Part 8: Final Visualization

Finally, we will create a publication-quality visualization. Instead of just showing the means (bars), we should show the distribution of the data.

  • Boxplots: Show the median and spread (quartiles).
  • Jittered Points: Show the actual individual participants (raw data).
  • Diamonds: Show the Group Means.
ggplot(master, aes(x = dose, y = libido, fill = dose)) +
  # 1. Boxplot with transparency (alpha) so we can see points
  geom_boxplot(alpha = 0.4, outlier.shape = NA, width = 0.5) +
  
  # 2. Add Jittered Points (Individual Participants)
  # Jitter adds random noise to x-axis so points don't overlap
  geom_jitter(width = 0.1, size = 3, alpha = 0.7) +
  
  # 3. Add Mean Points (White Diamonds)
  stat_summary(fun = mean, geom = "point", shape = 23, size = 4, 
               fill = "white", color = "black", stroke = 1.5) +
  
  # 4. Make it colorful and clean
  scale_fill_viridis_d(option = "plasma", begin = 0.3, end = 0.9) +
  theme_minimal() +
  labs(x = "Dosage Level", 
       y = "Libido Score", 
       title = "Impact of Viagra on Libido",
       subtitle = "Comparison of Placebo, Low Dose, and High Dose groups",
       caption = "White diamonds = Group Means; Dots = Individual Participants") +
  theme(legend.position = "none",
        plot.title = element_text(size = 16, face = "bold"),
        axis.title = element_text(size = 12))

Interpretation (Plain English)

This plot tells the whole story of our analysis:

  1. The Trend: Look at the White Diamonds (the means).
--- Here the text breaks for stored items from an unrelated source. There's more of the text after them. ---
use std::collections::HashSet;
use std::sync::Arc;
use std::time::Duration;

use tokio_util::sync::CancellationToken;

use crate::config_service::ConfigService;
use crate::election::LeaderService;
use crate::error::Result;
use crate::failover::FailoverService;
use crate::instance::InstanceService;
use crate::sharding::ShardingService;

/// What one reconciliation pass found and repaired.
#[derive(Debug, Clone, Default, PartialEq, Eq)]
pub struct ReconcileReport {
    /// The pass ran (this instance leads).
    pub performed: bool,
    pub resharding_requested: bool,
    pub orphaned_items: Vec<u32>,
}

/// Periodic leader-only repair of distributed state:
/// 1. Assignments pointing at dead instances, or items with no owner, raise
///    the resharding flag
/// 2. Running markers of dead instances are reclaimed for failover
#[derive(Debug, Clone)]
pub struct ReconcileService {
    leader: Arc<LeaderService>,
    sharding: Arc<ShardingService>,
    failover: Arc<FailoverService>,
    instances: Arc<InstanceService>,
    configs: Arc<ConfigService>,
}

impl ReconcileService {
    pub fn new(
        leader: Arc<LeaderService>,
        sharding: Arc<ShardingService>,
        failover: Arc<FailoverService>,
        instances: Arc<InstanceService>,
        configs: Arc<ConfigService>,
    ) -> Self {
        Self {
            leader,
            sharding,
            failover,
            instances,
            configs,
        }
    }

    pub async fn reconcile_once(&self) -> Result<ReconcileReport> {
        let mut report = ReconcileReport::default();
        if !self.leader.is_leader().await? {
            return Ok(report);
        }
        report.performed = true;

        if !self.sharding.is_need_sharding().await?
            && (self.sharding.has_sharding_info_in_offline_servers().await?
                || self.sharding.has_unassigned_items().await?)
        {
            tracing::info!(job = %self.sharding.job_name(), "Reconcile found stale sharding assignment");
            self.sharding.set_resharding_flag().await?;
            report.resharding_requested = true;
        }

        if self.configs.load(true).await?.monitor_execution {
            let live: HashSet<String> = self
                .instances
                .get_live_instance_ids()
                .await?
                .into_iter()
                .collect();
            report.orphaned_items = self.failover.enqueue_orphans(&live).await?;
            if !report.orphaned_items.is_empty() {
                tracing::info!(
                    job = %self.sharding.job_name(),
                    items = ?report.orphaned_items,
                    "Reconcile reclaimed orphaned items"
                );
            }
        }
        Ok(report)
    }

    /// Reconcile every `period` until cancelled. Failures are logged and the
    /// next tick tries again.
    pub async fn run(&self, period: Duration, cancel: CancellationToken) {
        let mut interval = tokio::time::interval(period);
        // The first tick completes immediately; skip it so startup is not a pass.
        interval.tick().await;
        loop {
            tokio::select! {
                _ = cancel.cancelled() => break,
                _ = interval.tick() => {
                    if let Err(e) = self.reconcile_once().await {
                        tracing::warn!(job = %self.sharding.job_name(), error = %e, "Reconcile pass failed");
                    }
                }
            }
        }
    }
}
They clearly go up as the dose increases. This matches our “Linear Trend” finding.
  2. The Spread: The colorful boxes show where the middle 50% of the data sits. The “High Dose” box is much higher on the Y-axis than the “Placebo” box.
  3. The Difference: We can visually see why the Post Hoc test found a significant difference between High Dose and Placebo—there is almost no overlap between the lowest High Dose scores and the Placebo scores.

Summary

In this lab, we performed a complete One-Way ANOVA workflow:

  1. Explored the data using visualizations to understand Total (SST), Model (SSM), and Residual (SSR) variance.
  2. Ran ANOVA and confirmed the model was significant (\(F(2, 12) = 5.12\)).
  3. Checked Assumptions (Levene’s Test was non-significant, so assumptions met).
  4. Found Specific Differences using Bonferroni Post Hoc tests (High Dose > Placebo).
  5. Calculated Effect Size (\(\omega^2 = 0.62\), large effect).

References

[1] A. Field, J. Miles, and Z. Field, “Comparing Several Means: ANOVA (GLM 1),” in Discovering Statistics Using R. London: SAGE Publications, 2012, ch. 10.